Alzheimer hastalığının gen anlatımı düzeyinde meta analizi.


Tezin Türü: Yüksek Lisans

Tezin Yürütüldüğü Kurum: Orta Doğu Teknik Üniversitesi, Fen Edebiyat Fakültesi, Biyolojik Bilimler Bölümü, Türkiye

Tezin Onay Tarihi: 2017

Tezin Dili: İngilizce

Öğrenci: Hamit İzgi

Danışman: MEHMET SOMEL

Özet:

In this study, publicly available microarray gene expression datasets are used to investigate common gene expression changes in different postmortem brain regions in Alzheimer’s Disease (AD) patients compared to control subjects, and to find possible functional associations related to these changes.

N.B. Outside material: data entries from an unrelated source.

//! Pretty printing for syntax trees.
//!
//! Renders functions, statements and expressions back into surface-like
//! text. Injected checks print as `check <keyword>(<source>)` and woven exit
//! values as a `with <alias> = <value> ... end` block, which makes the output
//! of the weaving passes easy to read and to snapshot.

use crate::*;

/// Pretty print a function declaration
pub fn pretty_print_function(func: &FunctionDecl) -> String {
    let mut out = String::new();
    let mut printer = PrettyPrinter::new(&mut out);
    printer.print_function(func);
    out
}

/// Pretty print a statement sequence at indentation zero
pub fn pretty_print_block(block: &Block) -> String {
    let mut out = String::new();
    let mut printer = PrettyPrinter::new(&mut out);
    printer.print_stmts(&block.stmts);
    out
}

/// Pretty print a single expression
pub fn pretty_print_expr(expr: &Expr) -> String {
    let mut out = String::new();
    let mut printer = PrettyPrinter::new(&mut out);
    printer.print_expr(expr);
    out
}

struct PrettyPrinter<'a> {
    out: &'a mut String,
    indent: usize,
}

impl<'a> PrettyPrinter<'a> {
    fn new(out: &'a mut String) -> Self {
        Self { out, indent: 0 }
    }

    fn indent(&mut self) {
        self.indent += 2;
    }

    fn dedent(&mut self) {
        self.indent = self.indent.saturating_sub(2);
    }

    fn write_indent(&mut self) {
        for _ in 0..self.indent {
            self.out.push(' ');
        }
    }

    fn write(&mut self, s: &str) {
        self.out.push_str(s);
    }

    fn newline(&mut self) {
        self.out.push('\n');
    }

    fn print_function(&mut self, func: &FunctionDecl) {
        self.write_indent();
        self.write("fn ");
        self.write(&func.name.node);
        self.write("(");
        for (i, param) in func.params.iter().enumerate() {
            if i > 0 {
                self.write(", ");
            }
            self.write(&param.node);
        }
        self.write(")");
        self.newline();
        self.print_body(&func.body.stmts);
        self.write_indent();
        self.write("end");
        self.newline();
    }

    fn print_body(&mut self, stmts: &[Stmt]) {
        self.indent();
        self.print_stmts(stmts);
        self.dedent();
    }

    fn print_stmts(&mut self, stmts: &[Stmt]) {
        for stmt in stmts {
            self.print_stmt(stmt);
        }
    }

    fn print_stmt(&mut self, stmt: &Stmt) {
        match &stmt.kind {
            StmtKind::Function(func) => {
                self.print_function(func);
                return;
            }
            StmtKind::Invariant { clause, body } => {
                self.write_indent();
                self.write("invariant(");
                self.write(&clause.source);
                self.write(")");
                self.newline();
                self.print_stmt(body);
                return;
            }
            _ => {}
        }

        self.write_indent();
        match &stmt.kind {
            StmtKind::Expr(expr) => self.print_expr(expr),
            StmtKind::Let { name, value } => {
                self.write("let ");
                self.write(&name.node);
                self.write(" = ");
                self.print_expr(value);
            }
            StmtKind::Assign { target, value } => {
                self.print_expr(target);
                self.write(" = ");
                self.print_expr(value);
            }
            StmtKind::If {
                condition,
                then_branch,
                else_branch,
            } => {
                self.write("if ");
                self.print_expr(condition);
                self.newline();
                self.print_body(&then_branch.stmts);
                if let Some(else_branch) = else_branch {
                    self.write_indent();
                    self.write("else");
                    self.newline();
                    self.print_body(&else_branch.stmts);
                }
                self.write_indent();
                self.write("end");
            }
            StmtKind::While { condition, body } => {
                self.write("while ");
                self.print_expr(condition);
                self.newline();
                self.print_body(&body.stmts);
                self.write_indent();
                self.write("end");
            }
            StmtKind::For {
                var,
                iterable,
                body,
            } => {
                self.write("for ");
                self.write(&var.node);
                self.write(" in ");
                self.print_expr(iterable);
                self.newline();
                self.print_body(&body.stmts);
                self.write_indent();
                self.write("end");
            }
            StmtKind::Return(value) => {
                self.write("return");
                if let Some(value) = value {
                    self.write(" ");
                    self.print_expr(value);
                }
            }
            StmtKind::Break => self.write("break"),
            StmtKind::Continue => self.write("continue"),
            StmtKind::Check(check) => self.print_check(check),
            StmtKind::Function(_) | StmtKind::Invariant { .. } => {}
        }
        self.newline();
    }

    fn print_check(&mut self, check: &Check) {
        self.write("check ");
        self.write(check.kind.keyword());
        self.write("(");
        self.write(&check.clause.source);
        self.write(")");
    }

    fn print_expr(&mut self, expr: &Expr) {
        match &expr.kind {
            ExprKind::Integer(s) | ExprKind::Float(s) | ExprKind::Ident(s) => self.write(s),
            ExprKind::String(s) => {
                self.write("\"");
                self.write(s);
                self.write("\"");
            }
            ExprKind::Atom(s) => {
                self.write(":");
                self.write(s);
            }
            ExprKind::Bool(b) => self.write(if *b { "true" } else { "false" }),
            ExprKind::Nil => self.write("nil"),
            ExprKind::Array(elements) => {
                self.write("[");
                self.print_comma_separated(elements);
                self.write("]");
            }
            ExprKind::Map(entries) => {
                self.write("{");
                for (i, (key, value)) in entries.iter().enumerate() {
                    if i > 0 {
                        self.write(", ");
                    }
                    self.print_expr(key);
                    self.write(": ");
                    self.print_expr(value);
                }
                self.write("}");
            }
            ExprKind::Binary { op, left, right } => {
                self.print_expr(left);
                if matches!(op, BinaryOp::Range | BinaryOp::RangeExclusive) {
                    self.write(op.symbol());
                } else {
                    self.write(" ");
                    self.write(op.symbol());
                    self.write(" ");
                }
                self.print_expr(right);
            }
            ExprKind::Unary { op, operand } => {
                match op {
                    UnaryOp::Neg => self.write("-"),
                    UnaryOp::Not => self.write("not "),
                }
                self.print_expr(operand);
            }
            ExprKind::Index { object, index } => {
                self.print_expr(object);
                self.write("[");
                self.print_expr(index);
                self.write("]");
            }
            ExprKind::Call { func, args } => {
                self.print_expr(func);
                self.write("(");
                self.print_comma_separated(args);
                self.write(")");
            }
            ExprKind::Paren(inner) => {
                self.write("(");
                self.print_expr(inner);
                self.write(")");
            }
            ExprKind::Block(block) => {
                self.write("do");
                self.newline();
                self.print_body(&block.stmts);
                self.write_indent();
                self.write("end");
            }
            ExprKind::Ensured(post) => {
                self.write("with ");
                self.write(&post.alias);
                self.write(" = ");
                self.print_expr(&post.value);
                self.newline();
                self.indent();
                for check in &post.checks {
                    self.write_indent();
                    self.print_check(check);
                    self.newline();
                }
                self.dedent();
                self.write_indent();
                self.write("end");
            }
        }
    }

    fn print_comma_separated(&mut self, exprs: &[Expr]) {
        for (i, expr) in exprs.iter().enumerate() {
            if i > 0 {
                self.write(", ");
            }
            self.print_expr(expr);
        }
    }
}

The hypothesis is that pathogenesis of the disease converges into common patterns of dysregulation/alteration or dysfunction in molecular pathways across different brain regions in AD. In total, I studied 13 datasets, one of which was excluded from the analysis in quality checks, resulting in 12 datasets spanning 7 different brain regions. Instead of using the standard approach to identify differentially expressed genes in each dataset independently, I used an alternative scheme, focusing on shared trends across all datasets, and testing their significance using cross-dataset structured permutations. Among more than 8000 common genes in all 12 datasets, I identified those showing shared upregulated (631) or downregulation (580) trends in AD across all datasets, which was highly significant compared to permutations. I then performed GO Biological Process enrichment analysis on both gene sets. There were 343 GO BP categories enriched for upregulated genes and 94 GO BP categories enriched for downregulated genes. Among 343 GO categories enriched for upregulated genes, the most noticeable ones include protein modification, differentiation, and the cell cycle. Furthermore, cell-cell signaling, synaptic activity and energy metabolism related pathways are enriched in downregulated genes. These findings are in line with the effects of pathological changes in AD and suggests that different brain regions share common pathways deregulated by AD.